Remember that it takes a little longer with this chicken noodle soup recipe because it does not factor in the time for the Instant Pot to pressurize or for it to naturally release the pressure at the end of cooking. It took about 10-15 minutes for it to pressurize and about 20 for the steam to release….but it’s so worth the wait!
If you are eating grain-free, you can substitute in some zucchini noodles instead! I need a balance of carbs, protein, and fat and if I’ve eaten more carbs earlier in the day, and I need to lower the amount for dinner, I will use zoodles instead of whole wheat noodles!

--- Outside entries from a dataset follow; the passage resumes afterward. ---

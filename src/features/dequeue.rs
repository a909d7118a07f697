//! Remove configured stylesheets and scripts from the render queue.

use crate::host::Request;

/// Dequeue and deregister every configured stylesheet handle.
///
/// Deregistering keeps dependency resolution from pulling the handle back in.
pub fn dequeue_stylesheets(req: &mut Request<'_>) {
    let Some(handles) = req.settings.dequeue_styles.get() else {
        return;
    };
    for handle in handles {
        req.registry.styles.dequeue(handle);
        req.registry.styles.deregister(handle);
    }
}

/// Dequeue every configured script handle.
pub fn dequeue_scripts(req: &mut Request<'_>) {
    let Some(handles) = req.settings.dequeue_scripts.get() else {
        return;
    };
    for handle in handles {
        req.registry.scripts.dequeue(handle);
    }
}

#[cfg(test)]
mod tests {
    use super::*;
    use crate::cache::MemoryTransients;
    use crate::host::{RegisteredAsset, Registry, RequestFlags, SiteUrls};
    use crate::settings::{Settings, Toggle};

    fn registry() -> Registry {
        let mut registry = Registry::default();
        for handle in ["a", "b", "c"] {
            registry.styles.register(RegisteredAsset::new(handle, format!("/{handle}.css")));
            registry.styles.enqueue(handle);
            registry.scripts.register(RegisteredAsset::new(handle, format!("/{handle}.js")));
            registry.scripts.enqueue(handle);
        }
        registry
    }

    fn run(settings: &Settings) -> Registry {
        let site = SiteUrls::new("https://example.com", "https://example.com/theme");
        let transients = MemoryTransients::new();
        let mut req = Request::new(settings, registry(), RequestFlags::default(), &site, &transients);
        dequeue_stylesheets(&mut req);
        dequeue_scripts(&mut req);
        req.registry
    }

    #[test]
    fn test_dequeue_enabled() {
        let settings = Settings {
            dequeue_styles: Toggle::On(vec!["a".into(), "b".into()]),
            dequeue_scripts: Toggle::On(vec!["a".into(), "b".into(), "unknown".into()]),
            ..Settings::default()
        };
        let registry = run(&settings);
        assert_eq!(registry.styles.queue(), ["c"]);
        assert_eq!(registry.scripts.queue(), ["c"]);
        assert!(registry.styles.get("a").is_none());
        // scripts stay registered
        assert!(registry.scripts.get("a").is_some());
    }

    #[test]
    fn test_dequeue_disabled_is_noop() {
        let registry = run(&Settings::default());
        assert_eq!(registry.styles.queue(), ["a", "b", "c"]);
        assert_eq!(registry.scripts.queue(), ["a", "b", "c"]);
    }

    #[test]
    fn test_dequeued_stylesheet_not_readded_by_dependency() {
        let settings = Settings {
            dequeue_styles: Toggle::On(vec!["a".into()]),
            ..Settings::default()
        };
        let site = SiteUrls::new("https://example.com", "https://example.com/theme");
        let transients = MemoryTransients::new();
        let mut registry = Registry::default();
        registry.styles.register(RegisteredAsset::new("a", "/a.css"));
        registry
            .styles
            .register(RegisteredAsset::new("main", "/main.css").with_deps(&["a"]));
        registry.styles.enqueue("main");

        let mut req = Request::new(&settings, registry, RequestFlags::default(), &site, &transients);
        dequeue_stylesheets(&mut req);
        let resolved: Vec<_> = req.registry.styles.resolve().iter().map(|a| a.handle.clone()).collect();
        assert_eq!(resolved, ["main"]);
    }
}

Still every bit as yummy!
Instant Pot Chicken Noodle Soup (for Two)
- Instant Pot
- 1/2 cup carrots sliced
- 1/2 cup celery sliced
- 1/3 cup onion minced
- 1-2 cloves garlic minced
- 2 chicken thighs boneless and skinless
- 4 cups broth
- 2 oz whole wheat pasta chickepea pasta or zucchini noodles
- 1/2 tsp Herbes de Province seasoning
- 1/2 tsp sea salt
- 1 bay leaf
- Place all the ingredients into the electric pressure cooker and put lid on
- Set on high pressure for 25 minutes (20 when using unfrozen chicken)
- When cooking cycle is done, allow to naturally release pressure for 20 minutes
- Release any remaining pressure
- Shred chicken with two forks and stir
- Please be aware that electric pressure cooker recipe times do not include the time it takes for the unit to pressurize or for the pressure to release once the cooking time has finished. It can take 15-20 minutes for the pressure cooker to build pressure. And the natural release time for this recipe is 20 minutes as well. That adds 40 minutes to your cooking time.